Appare disco assolutamente non facile e carico di fascino, un’opera che vuole sfuggire alle classificazioni della critica e nonostante tutto di difficile reperibilità circa i debiti musicali per come è organizzato ogni pezzo, ossia, pure riconoscendone i vari, pare che esso viva autonomamente rianimandoli; è evidente il forte incrocio con due opere maxime, l’ “On The Corner” di Miles e “Fear Of The Music” dei Talking Heads, nonché l’afrobeat kutiano.

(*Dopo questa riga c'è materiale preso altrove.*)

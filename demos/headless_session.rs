//! A scripted editing session without a window: load the sample, drag a
//! component along X, add and delete nodes, and log what the scene did.
//!
//! Run with `RUST_LOG=debug` to see every dispatch decision.

use anyhow::{bail, Context};
use archgraph::prelude::*;

fn main() -> anyhow::Result<()> {
    archgraph::init_logging();

    let mut editor = DiagramEditor::new(EditorConfig::default().with_debounce_ms(0));
    editor.load_sample();
    editor.subscribe(|payload: &ChangePayload| {
        log::info!("observed {}", payload.encode()?);
        Ok(())
    });

    let component = editor
        .model()
        .root
        .children
        .first()
        .and_then(|module| module.children.first())
        .map(|node| node.id.clone())
        .context("sample has no components")?;

    editor.select(&component)?;
    let anchor = editor.gizmo_anchor();
    let grab = Ray::new(anchor + Vector3::new(0.5, 5.0, 0.0), Vector3::new(0.0, -1.0, 0.0));
    if editor.pointer_down(&grab) != Some(Axis::X) {
        bail!("expected to grab the X handle at {:?}", anchor);
    }
    for step in 1..=5 {
        let x = anchor.x + step as f32;
        let ray = Ray::new(
            Vector3::new(x, anchor.y + 4.0, anchor.z + 20.0),
            Vector3::new(0.0, 0.0, -1.0),
        );
        editor.pointer_move(&ray);
        editor.animate(1.0 / 60.0);
    }
    editor.pointer_up();

    let child = editor.add_child(&component)?;
    editor.rename(&child, "Sidecar")?;

    let root = editor.model().root.id.clone();
    if let Err(err) = editor.delete_node(&root) {
        log::warn!("{}", err);
    }

    let module = editor.model().root.children[1].id.clone();
    editor.delete_node(&module)?;

    log::info!(
        "{} objects, {} connectors; {}",
        editor.object_count(),
        editor.connector_count(),
        editor.sync_metrics().summary()
    );
    let instances = editor.instances();
    log::info!(
        "render export: {} instances ({} bytes), {} line vertices",
        instances.len(),
        std::mem::size_of_val(instances.as_slice()),
        editor.connector_vertices().len()
    );
    Ok(())
}
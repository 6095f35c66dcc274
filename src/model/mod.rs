//! # Data Model
//!
//! The architecture document: a tree of [`Node`]s, a legend of
//! [`LegendEntry`] categories, and a title. The model is plain data plus the
//! invariant-preserving operations in [`tree`]; it is the single source of
//! truth, and the scene graph is rebuilt or patched from it.
//!
//! ## Key Components
//!
//! - [`Architecture`] - The document root, legend and title
//! - [`Node`] - A named, positioned entity owning its children
//! - [`LegendEntry`] - A named color category
//! - [`tree`] - `assign_ids`, `find_by_id`, `delete_by_id`, `get_color`, ...

pub mod architecture;
pub mod ids;
pub mod legend;
pub mod node;
pub mod tree;

pub use architecture::Architecture;
pub use legend::LegendEntry;
pub use node::Node;
pub use tree::{
    add_child, assign_ids, collect_descendant_ids, dedupe_ids, delete_by_id, find_by_id,
    find_by_id_mut, find_parent, get_color, get_color_or, map_colors_to_legend, visit_mut,
    DEFAULT_COLOR,
};
use serde::{Deserialize, Serialize};

/// A named, colored category nodes can reference through `category`.
#[derive(Debug, Clone, PartialEq, Eq, Serialize, Deserialize)]
pub struct LegendEntry {
    #[serde(default)]
    pub id: String,
    #[serde(default)]
    pub name: String,
    #[serde(default)]
    pub color: String,
}

impl LegendEntry {
    pub fn new(id: impl Into<String>, name: impl Into<String>, color: impl Into<String>) -> Self {
        Self {
            id: id.into(),
            name: name.into(),
            color: color.into(),
        }
    }

    /// Color if one is set
    pub fn color(&self) -> Option<&str> {
        (!self.color.is_empty()).then_some(self.color.as_str())
    }

    /// Case-insensitive color comparison
    pub fn matches_color(&self, color: &str) -> bool {
        self.color().is_some_and(|own| own.eq_ignore_ascii_case(color))
    }
}

/// Look up an entry by id
pub fn find_entry<'a>(legend: &'a [LegendEntry], id: &str) -> Option<&'a LegendEntry> {
    legend.iter().find(|entry| entry.id == id)
}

Penso che i Mamuthones siano molto avanti nella concezione di un particolare sentire musicale forte di una spinta evolutiva e progressista, al punto da creare una specie di mostro in movimento; è proprio una creatura quella che ci parla ascoltando i brani.
Non lo so, quasi non vorrei recensire questo disco, come se non meritasse d’essere analizzato, spiegato, perché è fatto esclusivamente per essere assorbito, assaggiato, osservato, vissuto. Si resta attoniti di fronte a lui, nasce quasi una certa involontaria diffidenza nell’avvicinamento, pur non potendo farne a meno di tenerlo con se, nel proprio apparecchio, per tentare il contatto con la materia insolita; come se la creatura prodotta dai musicisti volesse sostituirsi a noi, i destinatari, quale suo esoterico desiderio e di contro inviarci nel mondo da dove proviene.
Garantisco che non vi è nulla di repulsivo, ma qualcosa di ostico viene iniettato nell’anima, poiché il corpo di questo che io chiamo mostro tende a venir fuori dal disco non come uno spirito, o come un fantasma-entità, è invece provvisto di corporeità costretta da forze pazzesche, inimmaginabili compressioni, dilatazioni estreme e lacerazioni tensive che lo istigano ad essere polarizzato verso l’esterno; basta guardare la copertina del disco e notare la mimesi/nemesi che coinvolge noi e la musica tirata fuori ad ogni giro del disco, del laser del lettore, che imprime una incredibile forza che attesta la vitalità di qualcosa di meravigliosamente bestiale che spasima pur di staccarsi dalla sua dimensione. Eppure quella paura basilare, fondante, ispiratrice, attrae spaventosamente, aggancia il suo artiglio velenoso.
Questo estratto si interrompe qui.